Sviluppatore / Publisher: Kojima Productions / Sony Interactive Entertainment Prezzo: € 79,99 Localizzazione: Completa Multiplayer: Asincrono PEGI: 18+ Disponibile su: PlayStation 5 Data d’uscita: 26 giugno

Qualche giorno fa, in occasione della world premiere di Death Stranding 2: On The Beach, nel contesto della Summer Game Fest, Hideo Kojima si è lasciato andare a delle dichiarazioni, riportate poi dai portali di tutto il mondo. I virgolettati suonavano tipo “sono un po’ preoccupato che il gioco stia piacendo a tutti, perché le migliori opere, quelle che rimangono nella storia, sono quelle più controverse”. Mi viene difficile pensare che fosse realmente nelle sue intenzioni creare qualcosa di controverso, questa volta. Mi è parso, anzi, che il director sia voluto andare abbastanza sul sicuro, il che non è necessariamente un male, come vedremo.

death stranding 2

Lou è di una dolcezza infinita.

Death Stranding 2 è più un classico sequel “bigger, better” che un colpo di teatro in stile Kojima, ricalcando in un certo senso l’operazione che Nintendo ha fatto con Tears of the Kingdom post Breath of the Wild, riproponendo il concept originale in modo più curato, consapevole e ricco. Dell’effetto sconvolgente del primo Death Stranding, vero e proprio caso videoludico dal suo annuncio fino ad anni dopo la sua pubblicazione, capace di mettere in scena una personale e originalissima visione della science fiction, rimane un world building che fa da fondamenta per un secondo episodio d’approfondimento, che si pone l’obiettivo di osservare e interpretare gli eventi precedenti sotto un altro punto di vista.

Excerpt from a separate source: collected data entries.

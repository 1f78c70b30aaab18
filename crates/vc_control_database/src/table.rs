//! Backend-neutral table operations for guild configuration rows.
//!
//! [`ConfigTable`] is the seam between the store's policies (which write shape
//! to try, how to decode stored text, how a batch keeps going past a bad row)
//! and the connection that actually runs SQL. `PgConnection` implements it in
//! the `postgres` module.

use crate::DatabaseResult;
use chrono::{DateTime, Utc};
use serde_json::Value as JsonValue;
use std::collections::BTreeMap;
use tracing::{debug, instrument, warn};
use vc_control_core::keys;
use vc_control_error::{DatabaseError, DatabaseErrorKind};

use crate::store::SaveAllReport;

/// Idempotent, additive schema statements, applied in order.
pub const SCHEMA_STATEMENTS: [&str; 3] = [
    "CREATE TABLE IF NOT EXISTS guild_configs (\
     guild_id TEXT PRIMARY KEY, \
     name TEXT, \
     data JSONB NOT NULL, \
     updated_at TIMESTAMPTZ)",
    "ALTER TABLE guild_configs ADD COLUMN IF NOT EXISTS name TEXT",
    "ALTER TABLE guild_configs ADD COLUMN IF NOT EXISTS updated_at TIMESTAMPTZ",
];

/// Row shape used for an upsert, richest first.
#[derive(
    Debug,
    Clone,
    Copy,
    PartialEq,
    Eq,
    Hash,
    PartialOrd,
    Ord,
    strum::Display,
    strum::AsRefStr,
)]
#[strum(serialize_all = "snake_case")]
pub enum WriteShape {
    /// `guild_id`, `name`, JSON `data` and `updated_at = now()`
    Full,
    /// `guild_id` and JSON `data`
    Minimal,
    /// `guild_id` and `data` bound as JSON-encoded text
    Text,
}

/// A single guild's row as handed to [`ConfigTable::upsert`].
#[derive(Debug, Clone, Copy)]
pub struct ConfigWrite<'a> {
    /// Primary key
    pub guild_id: &'a str,
    /// Display label copied out of the config's `name` key
    pub name: Option<&'a str>,
    /// Settings object
    pub data: &'a JsonValue,
}

impl<'a> ConfigWrite<'a> {
    /// Build the row for `guild_id` holding `data`.
    pub fn new(guild_id: &'a str, data: &'a JsonValue) -> Self {
        Self {
            guild_id,
            name: data.get(keys::NAME).and_then(JsonValue::as_str),
            data,
        }
    }

    /// `data` as JSON-encoded text.
    pub fn encoded(&self) -> DatabaseResult<String> {
        Ok(serde_json::to_string(self.data)?)
    }
}

/// A stored row including its metadata columns.
#[derive(Debug, Clone, PartialEq)]
pub struct StoredRecord {
    /// Display label, if the column exists and is set
    pub name: Option<String>,
    /// `data` rendered as text
    pub data: Option<String>,
    /// Last write time, if the column exists and is set
    pub updated_at: Option<DateTime<Utc>>,
}

/// Columns of the live `guild_configs` table, keyed by name with the
/// catalog's `data_type` as value.
///
/// Lets a backend decide whether a shape fits without relying on the
/// wording of server error messages, which follows the server's locale.
#[derive(Debug, Clone, Default, PartialEq, Eq)]
pub struct TableColumns(BTreeMap<String, String>);

impl TableColumns {
    /// Build from `(column_name, data_type)` pairs.
    pub fn new<I, N, D>(columns: I) -> Self
    where
        I: IntoIterator<Item = (N, D)>,
        N: Into<String>,
        D: Into<String>,
    {
        Self(
            columns
                .into_iter()
                .map(|(name, data_type)| (name.into(), data_type.into().to_lowercase()))
                .collect(),
        )
    }

    fn has(&self, column: &str) -> bool {
        self.0.contains_key(column)
    }

    fn data_is_json(&self) -> Option<bool> {
        self.0
            .get("data")
            .map(|data_type| matches!(data_type.as_str(), "json" | "jsonb"))
    }

    /// Whether `shape` can be written, `None` when the table was not found.
    ///
    /// # Examples
    ///
    /// ```
    /// use vc_control_database::{TableColumns, WriteShape};
    ///
    /// let legacy = TableColumns::new([("guild_id", "text"), ("data", "text")]);
    /// assert_eq!(legacy.accepts(WriteShape::Minimal), Some(false));
    /// assert_eq!(legacy.accepts(WriteShape::Text), Some(true));
    /// ```
    pub fn accepts(&self, shape: WriteShape) -> Option<bool> {
        let json = self.data_is_json()?;
        Some(match shape {
            WriteShape::Full => json && self.has("name") && self.has("updated_at"),
            WriteShape::Minimal => json,
            WriteShape::Text => !json,
        })
    }

    /// Whether the metadata columns can be selected, `None` when the table
    /// was not found.
    pub fn has_metadata(&self) -> Option<bool> {
        self.data_is_json()?;
        Some(self.has("name") && self.has("updated_at"))
    }
}

/// SQL operations the store needs from a connection.
///
/// Implementors report schema mismatches as
/// [`DatabaseErrorKind::ShapeUnsupported`] so the tier chain can tell them
/// apart from every other failure.
pub trait ConfigTable {
    /// Run one schema statement outside any transaction.
    fn execute_ddl(&mut self, statement: &str) -> DatabaseResult<()>;

    /// Insert or update one row using `shape`.
    fn upsert(&mut self, shape: WriteShape, row: &ConfigWrite<'_>) -> DatabaseResult<()>;

    /// Every row as `(guild_id, data text)`.
    fn select_all(&mut self) -> DatabaseResult<Vec<(String, Option<String>)>>;

    /// One row's data text.
    fn select_one(&mut self, guild_id: &str) -> DatabaseResult<Option<Option<String>>>;

    /// One row with its metadata columns.
    fn select_record(&mut self, guild_id: &str) -> DatabaseResult<Option<StoredRecord>>;

    /// Run `f` in a transaction, committing on `Ok`.
    fn within_transaction<T, F>(&mut self, f: F) -> DatabaseResult<T>
    where
        Self: Sized,
        F: FnOnce(&mut Self) -> DatabaseResult<T>;

    /// Run `f` in a savepoint nested in the current transaction, rolling
    /// back to it on `Err`.
    fn within_savepoint<T, F>(&mut self, f: F) -> DatabaseResult<T>
    where
        Self: Sized,
        F: FnOnce(&mut Self) -> DatabaseResult<T>;
}

/// Apply [`SCHEMA_STATEMENTS`], logging and skipping any that fail.
///
/// Returns how many statements succeeded.
#[instrument(name = "config_table.ensure_schema", skip(table))]
pub fn ensure_schema<T: ConfigTable>(table: &mut T) -> usize {
    let mut applied = 0;
    for statement in SCHEMA_STATEMENTS {
        match table.execute_ddl(statement) {
            Ok(()) => applied += 1,
            Err(e) => warn!(error = %e, statement, "Schema statement failed, continuing"),
        }
    }
    debug!(applied, total = SCHEMA_STATEMENTS.len(), "Schema ensured");
    applied
}

/// Decode a stored `data` value.
///
/// Text holding JSON is parsed; a JSON string whose content is itself a JSON
/// object (written double-encoded) is unwrapped; anything unparseable comes
/// back as a JSON string holding the raw text.
///
/// # Examples
///
/// ```
/// use vc_control_database::decode_stored;
/// use serde_json::json;
///
/// assert_eq!(decode_stored(r#"{"guest_role": 30}"#), json!({"guest_role": 30}));
/// assert_eq!(decode_stored(r#""{\"guest_role\": 30}""#), json!({"guest_role": 30}));
/// assert_eq!(decode_stored("{broken"), json!("{broken"));
/// ```
pub fn decode_stored(raw: &str) -> JsonValue {
    match serde_json::from_str::<JsonValue>(raw) {
        Ok(JsonValue::String(inner)) => match serde_json::from_str::<JsonValue>(&inner) {
            Ok(object @ JsonValue::Object(_)) => object,
            _ => JsonValue::String(inner),
        },
        Ok(value) => value,
        Err(_) => JsonValue::String(raw.to_string()),
    }
}

fn decode_column(raw: Option<String>) -> JsonValue {
    raw.as_deref().map(decode_stored).unwrap_or(JsonValue::Null)
}

/// Load every row as guild id → decoded config.
pub fn read_all<T: ConfigTable>(table: &mut T) -> DatabaseResult<BTreeMap<String, JsonValue>> {
    Ok(table
        .select_all()?
        .into_iter()
        .map(|(guild_id, raw)| (guild_id, decode_column(raw)))
        .collect())
}

/// Load one guild's decoded config, `None` when no row exists.
pub fn read_one<T: ConfigTable>(table: &mut T, guild_id: &str) -> DatabaseResult<Option<JsonValue>> {
    Ok(table.select_one(guild_id)?.map(decode_column))
}

/// Load one row with metadata, falling back to data only on tables that
/// lack the metadata columns.
pub fn read_record<T: ConfigTable>(
    table: &mut T,
    guild_id: &str,
) -> DatabaseResult<Option<StoredRecord>> {
    match table.select_record(guild_id) {
        Err(e) if e.is_shape_unsupported() => {
            debug!(error = %e, "Metadata columns unavailable, reading data only");
            Ok(table.select_one(guild_id)?.map(|data| StoredRecord {
                name: None,
                data,
                updated_at: None,
            }))
        }
        other => other,
    }
}

/// Upsert one guild, trying each [`WriteShape`] in turn.
///
/// Each attempt runs in its own savepoint. Only shape-unsupported failures
/// fall through to the next shape; any other failure is returned as-is.
#[instrument(name = "config_table.write_tiered", skip(table, config), fields(shape = tracing::field::Empty))]
pub fn write_tiered<T: ConfigTable>(
    table: &mut T,
    guild_id: &str,
    config: &JsonValue,
) -> DatabaseResult<WriteShape> {
    let row = ConfigWrite::new(guild_id, config);
    let mut last_mismatch = None;

    for shape in [WriteShape::Full, WriteShape::Minimal, WriteShape::Text] {
        match table.within_savepoint(|t| t.upsert(shape, &row)) {
            Ok(()) => {
                tracing::Span::current().record("shape", shape.as_ref());
                if shape != WriteShape::Full {
                    debug!(%shape, "Wrote guild config with a degraded shape");
                }
                return Ok(shape);
            }
            Err(e) if e.is_shape_unsupported() => {
                debug!(%shape, error = %e, "Write shape unsupported, trying next");
                last_mismatch = Some(e);
            }
            Err(e) => return Err(e),
        }
    }

    Err(last_mismatch.unwrap_or_else(|| {
        DatabaseError::new(DatabaseErrorKind::ShapeUnsupported(
            "no write shape accepted".to_string(),
        ))
    }))
}

/// Upsert every entry in one transaction, continuing past entries whose
/// tier chain fails.
#[instrument(name = "config_table.write_batch", skip(table, configs), fields(count = configs.len()))]
pub fn write_batch<T: ConfigTable>(
    table: &mut T,
    configs: &BTreeMap<String, JsonValue>,
) -> DatabaseResult<SaveAllReport> {
    table.within_transaction(|t| {
        let mut report = SaveAllReport::default();
        for (guild_id, config) in configs {
            match write_tiered(t, guild_id, config) {
                Ok(shape) => report.written.push((guild_id.clone(), shape)),
                Err(e) => {
                    warn!(guild_id, error = %e, "Failed to write guild config, continuing batch");
                    report.failed.push((guild_id.clone(), e.kind.to_string()));
                }
            }
        }
        Ok(report)
    })
}
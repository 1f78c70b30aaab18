//! Interactive wizard sessions for VC Control.
//!
//! Six wizards share one state machine: selections fill a draft's slots,
//! confirm runs a guard chain and seals the draft, cancel discards it.
//!
//! # Architecture
//!
//! - **Sessions**: [`Session`] drives any [`Wizard`] through
//!   selecting → committed / cancelled / timed out
//! - **Registry**: [`SessionRegistry`] routes component events by session id
//! - **Executors**: [`apply_role_change`] and [`broadcast_threads`] carry out
//!   commits against a [`GuildPlatform`]
//! - **Service**: [`WorkflowService`] is what command handlers call
//!
//! # Example
//!
//! ```
//! use std::sync::Arc;
//! use vc_control_core::{GuildId, UserId};
//! use vc_control_database::{DisabledGuildConfigStore, GuildConfigCache};
//! use vc_control_workflow::{WizardKind, WorkflowService};
//!
//! # async fn example() -> Result<(), Box<dyn std::error::Error>> {
//! let cache = Arc::new(GuildConfigCache::new(Arc::new(DisabledGuildConfigStore::new())));
//! let service = WorkflowService::new(cache);
//!
//! let started = service
//!     .start(WizardKind::SetupRaid, UserId(1), GuildId(2))
//!     .await?;
//! assert_eq!(started.kind, WizardKind::SetupRaid);
//! # Ok(())
//! # }
//! ```

#![forbid(unsafe_code)]
#![warn(missing_docs)]

mod component;
mod executor;
mod platform;
mod registry;
mod service;
mod session;
mod wizards;

pub use component::{
    ComponentId, GREETING_FIELD, MESSAGE_FIELD, Widget, WidgetValues, decode_selection,
};
pub use executor::{
    RoleAssignmentResult, ThreadCreationResult, apply_role_change, broadcast_threads,
};
pub use platform::{AuditRecord, GuildPlatform, MemberInfo, PlatformResult, RoleHierarchy};
pub use registry::{Sealed, SessionRegistry};
pub use service::{Completion, Started, WorkflowService, render_settings};
pub use session::{Ack, Actor, Session, SessionId, SessionState, Wizard, WizardKind};
pub use wizards::{
    Commit, GREETING_MAX_CHARS, MESSAGE_MAX_CHARS, RaidRoster, RoleChangeCommit,
    RoleChangeSelection, RoleChangeWizard, RoleDirection, Selection, SetupRaidSelection,
    SetupRaidWizard, SetupVerificationSelection, SetupVerificationWizard, StartRaidSelection,
    StartRaidWizard, ThreadBroadcastCommit, ThreadBroadcastSelection, ThreadBroadcastWizard,
};

use vc_control_error::WorkflowError;

/// Result type for session operations.
pub type WorkflowResult<T> = Result<T, WorkflowError>;
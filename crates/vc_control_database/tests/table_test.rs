//! Tier fallback and decoding tests against an in-memory table.

use serde_json::{Value as JsonValue, json};
use std::collections::BTreeMap;
use vc_control_database::{
    ConfigTable, ConfigWrite, DatabaseResult, StoredRecord, TableColumns, WriteShape, ensure_schema,
    read_all, read_one, read_record, write_batch, write_tiered,
};
use vc_control_error::{DatabaseError, DatabaseErrorKind};

#[derive(Debug, Clone, PartialEq)]
struct Row {
    name: Option<String>,
    data: String,
    touched: bool,
}

/// Table double whose columns can be made to look like older deployments.
#[derive(Debug, Clone)]
struct FakeTable {
    has_name: bool,
    has_updated_at: bool,
    text_data: bool,
    failing_ddl: Option<&'static str>,
    refused_guild: Option<&'static str>,
    rows: BTreeMap<String, Row>,
    attempts: Vec<WriteShape>,
    transactions: usize,
    aborted: bool,
}

impl FakeTable {
    fn current() -> Self {
        Self {
            has_name: true,
            has_updated_at: true,
            text_data: false,
            failing_ddl: None,
            refused_guild: None,
            rows: BTreeMap::new(),
            attempts: Vec::new(),
            transactions: 0,
            aborted: false,
        }
    }

    fn without_metadata_columns() -> Self {
        Self {
            has_name: false,
            has_updated_at: false,
            ..Self::current()
        }
    }

    fn with_text_data() -> Self {
        Self {
            text_data: true,
            ..Self::current()
        }
    }

    fn insert_raw(&mut self, guild_id: &str, data: &str) {
        self.rows.insert(
            guild_id.to_string(),
            Row {
                name: None,
                data: data.to_string(),
                touched: false,
            },
        );
    }

    fn upsert_row(&mut self, shape: WriteShape, row: &ConfigWrite<'_>) -> DatabaseResult<()> {
        if self.refused_guild == Some(row.guild_id) {
            return Err(DatabaseError::new(DatabaseErrorKind::Query(
                "permission denied for table guild_configs".to_string(),
            )));
        }

        let name = match shape {
            WriteShape::Full => {
                if !self.has_name {
                    return Err(Self::shape_error(
                        r#"column "name" of relation "guild_configs" does not exist"#,
                    ));
                }
                if self.text_data {
                    return Err(Self::shape_error(
                        r#"column "data" is of type text but expression is of type jsonb"#,
                    ));
                }
                row.name.map(str::to_string)
            }
            WriteShape::Minimal => {
                if self.text_data {
                    return Err(Self::shape_error(
                        r#"column "data" is of type text but expression is of type jsonb"#,
                    ));
                }
                None
            }
            WriteShape::Text => {
                if !self.text_data {
                    return Err(Self::shape_error(
                        r#"column "data" is of type jsonb but expression is of type text"#,
                    ));
                }
                None
            }
        };

        let previous_name = self.rows.get(row.guild_id).and_then(|r| r.name.clone());
        self.rows.insert(
            row.guild_id.to_string(),
            Row {
                name: name.or(previous_name),
                data: row.encoded()?,
                touched: shape == WriteShape::Full,
            },
        );
        Ok(())
    }

    fn shape_error(message: &str) -> DatabaseError {
        DatabaseError::new(DatabaseErrorKind::classify(message))
    }
}

impl ConfigTable for FakeTable {
    fn execute_ddl(&mut self, statement: &str) -> DatabaseResult<()> {
        if self.failing_ddl.is_some_and(|fragment| statement.contains(fragment)) {
            return Err(DatabaseError::new(DatabaseErrorKind::Query(
                "must be owner of table guild_configs".to_string(),
            )));
        }
        if statement.contains("ADD COLUMN IF NOT EXISTS name") {
            self.has_name = true;
        }
        if statement.contains("ADD COLUMN IF NOT EXISTS updated_at") {
            self.has_updated_at = true;
        }
        Ok(())
    }

    fn upsert(&mut self, shape: WriteShape, row: &ConfigWrite<'_>) -> DatabaseResult<()> {
        self.attempts.push(shape);
        if self.aborted {
            return Err(DatabaseError::new(DatabaseErrorKind::Query(
                "current transaction is aborted, commands ignored until end of transaction block"
                    .to_string(),
            )));
        }
        let result = self.upsert_row(shape, row);
        self.aborted = result.is_err();
        result
    }

    fn select_all(&mut self) -> DatabaseResult<Vec<(String, Option<String>)>> {
        Ok(self
            .rows
            .iter()
            .map(|(id, row)| (id.clone(), Some(row.data.clone())))
            .collect())
    }

    fn select_one(&mut self, guild_id: &str) -> DatabaseResult<Option<Option<String>>> {
        Ok(self.rows.get(guild_id).map(|row| Some(row.data.clone())))
    }

    fn select_record(&mut self, guild_id: &str) -> DatabaseResult<Option<StoredRecord>> {
        if !self.has_name || !self.has_updated_at {
            return Err(Self::shape_error(r#"column "name" does not exist"#));
        }
        Ok(self.rows.get(guild_id).map(|row| StoredRecord {
            name: row.name.clone(),
            data: Some(row.data.clone()),
            updated_at: None,
        }))
    }

    fn within_transaction<T, F>(&mut self, f: F) -> DatabaseResult<T>
    where
        F: FnOnce(&mut Self) -> DatabaseResult<T>,
    {
        self.transactions += 1;
        self.aborted = false;
        let result = self.within_savepoint(f)?;
        if self.aborted {
            return Err(DatabaseError::new(DatabaseErrorKind::Query(
                "transaction aborted before commit".to_string(),
            )));
        }
        Ok(result)
    }

    fn within_savepoint<T, F>(&mut self, f: F) -> DatabaseResult<T>
    where
        F: FnOnce(&mut Self) -> DatabaseResult<T>,
    {
        let snapshot = self.rows.clone();
        let result = f(self);
        if result.is_err() {
            self.rows = snapshot;
            self.aborted = false;
        }
        result
    }
}

fn sample() -> JsonValue {
    json!({
        "name": "Guild One",
        "allowed_roles": [10],
        "verified_roles": [20],
        "guest_role": 30,
        "log_channel": 40,
        "custom": {"keep": true},
    })
}

#[test]
fn test_current_table_uses_full_shape() {
    let mut table = FakeTable::current();
    let shape = write_tiered(&mut table, "1", &sample()).expect("write succeeds");

    assert_eq!(shape, WriteShape::Full);
    assert_eq!(table.attempts, vec![WriteShape::Full]);
    assert_eq!(table.rows["1"].name.as_deref(), Some("Guild One"));
    assert!(table.rows["1"].touched);
    assert_eq!(read_one(&mut table, "1").expect("read"), Some(sample()));
}

#[test]
fn test_missing_columns_fall_back_to_minimal() {
    let mut table = FakeTable::without_metadata_columns();
    let shape = write_tiered(&mut table, "1", &sample()).expect("write succeeds");

    assert_eq!(shape, WriteShape::Minimal);
    assert_eq!(table.attempts, vec![WriteShape::Full, WriteShape::Minimal]);
    assert_eq!(read_one(&mut table, "1").expect("read"), Some(sample()));
}

#[test]
fn test_text_column_falls_back_to_text() {
    let mut table = FakeTable::with_text_data();
    let shape = write_tiered(&mut table, "1", &sample()).expect("write succeeds");

    assert_eq!(shape, WriteShape::Text);
    assert_eq!(
        table.attempts,
        vec![WriteShape::Full, WriteShape::Minimal, WriteShape::Text]
    );
    assert_eq!(read_one(&mut table, "1").expect("read"), Some(sample()));
}

#[test]
fn test_other_failures_are_not_retried() {
    let mut table = FakeTable::current();
    table.refused_guild = Some("1");

    let err = write_tiered(&mut table, "1", &sample()).expect_err("write refused");

    assert!(!err.is_shape_unsupported());
    assert_eq!(table.attempts, vec![WriteShape::Full]);
    assert!(table.rows.is_empty());
}

#[test]
fn test_repeated_writes_keep_one_row() {
    let mut table = FakeTable::current();
    write_tiered(&mut table, "1", &sample()).expect("first write");
    let replacement = json!({"guest_role": 31});
    write_tiered(&mut table, "1", &replacement).expect("second write");

    assert_eq!(table.rows.len(), 1);
    assert_eq!(read_one(&mut table, "1").expect("read"), Some(replacement));
}

#[test]
fn test_batch_continues_past_failing_entry() {
    let mut table = FakeTable::current();
    table.refused_guild = Some("2");

    let configs: BTreeMap<String, JsonValue> = [
        ("1".to_string(), json!({"guest_role": 1})),
        ("2".to_string(), json!({"guest_role": 2})),
        ("3".to_string(), json!({"guest_role": 3})),
    ]
    .into_iter()
    .collect();

    let report = write_batch(&mut table, &configs).expect("batch commits");

    assert_eq!(table.transactions, 1);
    assert!(!report.is_complete());
    assert_eq!(
        report.written,
        vec![
            ("1".to_string(), WriteShape::Full),
            ("3".to_string(), WriteShape::Full)
        ]
    );
    assert_eq!(report.failed.len(), 1);
    assert_eq!(report.failed[0].0, "2");
    assert!(report.failed[0].1.contains("permission denied"));

    let stored = read_all(&mut table).expect("read all");
    assert_eq!(stored.keys().collect::<Vec<_>>(), vec!["1", "3"]);
}

fn batch() -> BTreeMap<String, JsonValue> {
    [
        ("1".to_string(), sample()),
        ("2".to_string(), json!({"guest_role": 2})),
        ("3".to_string(), json!({"verified_roles": [3, 4]})),
    ]
    .into_iter()
    .collect()
}

#[test]
fn test_batch_on_legacy_columns_writes_minimal_rows() {
    let mut table = FakeTable::without_metadata_columns();
    let configs = batch();

    let report = write_batch(&mut table, &configs).expect("batch commits");

    assert!(report.is_complete());
    assert_eq!(table.transactions, 1);
    assert_eq!(
        report.written,
        vec![
            ("1".to_string(), WriteShape::Minimal),
            ("2".to_string(), WriteShape::Minimal),
            ("3".to_string(), WriteShape::Minimal),
        ]
    );
    assert_eq!(read_all(&mut table).expect("read all"), configs);
}

#[test]
fn test_batch_on_text_column_writes_text_rows() {
    let mut table = FakeTable::with_text_data();
    let configs = batch();

    let report = write_batch(&mut table, &configs).expect("batch commits");

    assert!(report.is_complete());
    assert_eq!(table.transactions, 1);
    assert_eq!(
        report.written,
        vec![
            ("1".to_string(), WriteShape::Text),
            ("2".to_string(), WriteShape::Text),
            ("3".to_string(), WriteShape::Text),
        ]
    );
    // every entry falls through Full and Minimal first
    assert_eq!(table.attempts.len(), 9);
    assert_eq!(read_all(&mut table).expect("read all"), configs);
}

#[test]
fn test_ensure_schema_upgrades_legacy_table() {
    let mut table = FakeTable::without_metadata_columns();
    assert_eq!(ensure_schema(&mut table), 3);

    let shape = write_tiered(&mut table, "1", &sample()).expect("write succeeds");
    assert_eq!(shape, WriteShape::Full);
}

#[test]
fn test_ensure_schema_skips_failing_statements() {
    let mut table = FakeTable::without_metadata_columns();
    table.failing_ddl = Some("CREATE TABLE");

    assert_eq!(ensure_schema(&mut table), 2);
    assert!(table.has_name);
    assert!(table.has_updated_at);
}

#[test]
fn test_read_record_degrades_without_metadata_columns() {
    let mut table = FakeTable::without_metadata_columns();
    table.insert_raw("1", r#"{"guest_role": 30}"#);

    let record = read_record(&mut table, "1")
        .expect("read")
        .expect("row exists");
    assert_eq!(record.name, None);
    assert_eq!(record.data.as_deref(), Some(r#"{"guest_role": 30}"#));

    assert_eq!(read_record(&mut table, "2").expect("read"), None);
}

#[test]
fn test_read_record_includes_name() {
    let mut table = FakeTable::current();
    write_tiered(&mut table, "1", &sample()).expect("write");

    let record = read_record(&mut table, "1")
        .expect("read")
        .expect("row exists");
    assert_eq!(record.name.as_deref(), Some("Guild One"));
}

#[test]
fn test_legacy_text_rows_decode() {
    let mut table = FakeTable::with_text_data();
    table.insert_raw("1", r#""{\"guest_role\": 30}""#);
    table.insert_raw("2", "not json {");
    table.insert_raw("3", r#"{"log_channel": "40"}"#);

    let stored = read_all(&mut table).expect("read all");

    assert_eq!(stored["1"], json!({"guest_role": 30}));
    assert_eq!(stored["2"], json!("not json {"));
    assert_eq!(stored["3"], json!({"log_channel": "40"}));
    assert_eq!(read_one(&mut table, "4").expect("read"), None);
}

#[test]
fn test_catalog_columns_decide_write_shapes() {
    let current = TableColumns::new([
        ("guild_id", "text"),
        ("name", "text"),
        ("data", "jsonb"),
        ("updated_at", "timestamp with time zone"),
    ]);
    assert_eq!(current.accepts(WriteShape::Full), Some(true));
    assert_eq!(current.accepts(WriteShape::Minimal), Some(true));
    assert_eq!(current.accepts(WriteShape::Text), Some(false));
    assert_eq!(current.has_metadata(), Some(true));

    let legacy = TableColumns::new([("guild_id", "text"), ("data", "JSON")]);
    assert_eq!(legacy.accepts(WriteShape::Full), Some(false));
    assert_eq!(legacy.accepts(WriteShape::Minimal), Some(true));
    assert_eq!(legacy.has_metadata(), Some(false));

    let text = TableColumns::new([("guild_id", "text"), ("data", "text")]);
    assert_eq!(text.accepts(WriteShape::Minimal), Some(false));
    assert_eq!(text.accepts(WriteShape::Text), Some(true));
}

#[test]
fn test_missing_table_leaves_decision_to_server() {
    let missing = TableColumns::default();
    assert_eq!(missing.accepts(WriteShape::Full), None);
    assert_eq!(missing.has_metadata(), None);
}

#[test]
fn test_localized_server_messages_are_not_shape_errors() {
    let kind = DatabaseErrorKind::classify(
        r#"Spalte »name« von Relation »guild_configs« existiert nicht"#,
    );
    assert!(!kind.is_shape_unsupported());
}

Dell’effetto sconvolgente del primo Death Stranding rimane un world building che fa da fondamenta a un secondo episodio d’approfondimento

Scavando nel passato – e nella psiche – del suo protagonista e puntando tutto su un gameplay ancora più rifinito, vario, profondo, raccontando una storia più intima e circoscritta, avvolta da un rinnovato spettacolo visivo (sia paesaggistico che tecnico) e impreziosita da una deriva action che, personalmente, ho apprezzato parecchio.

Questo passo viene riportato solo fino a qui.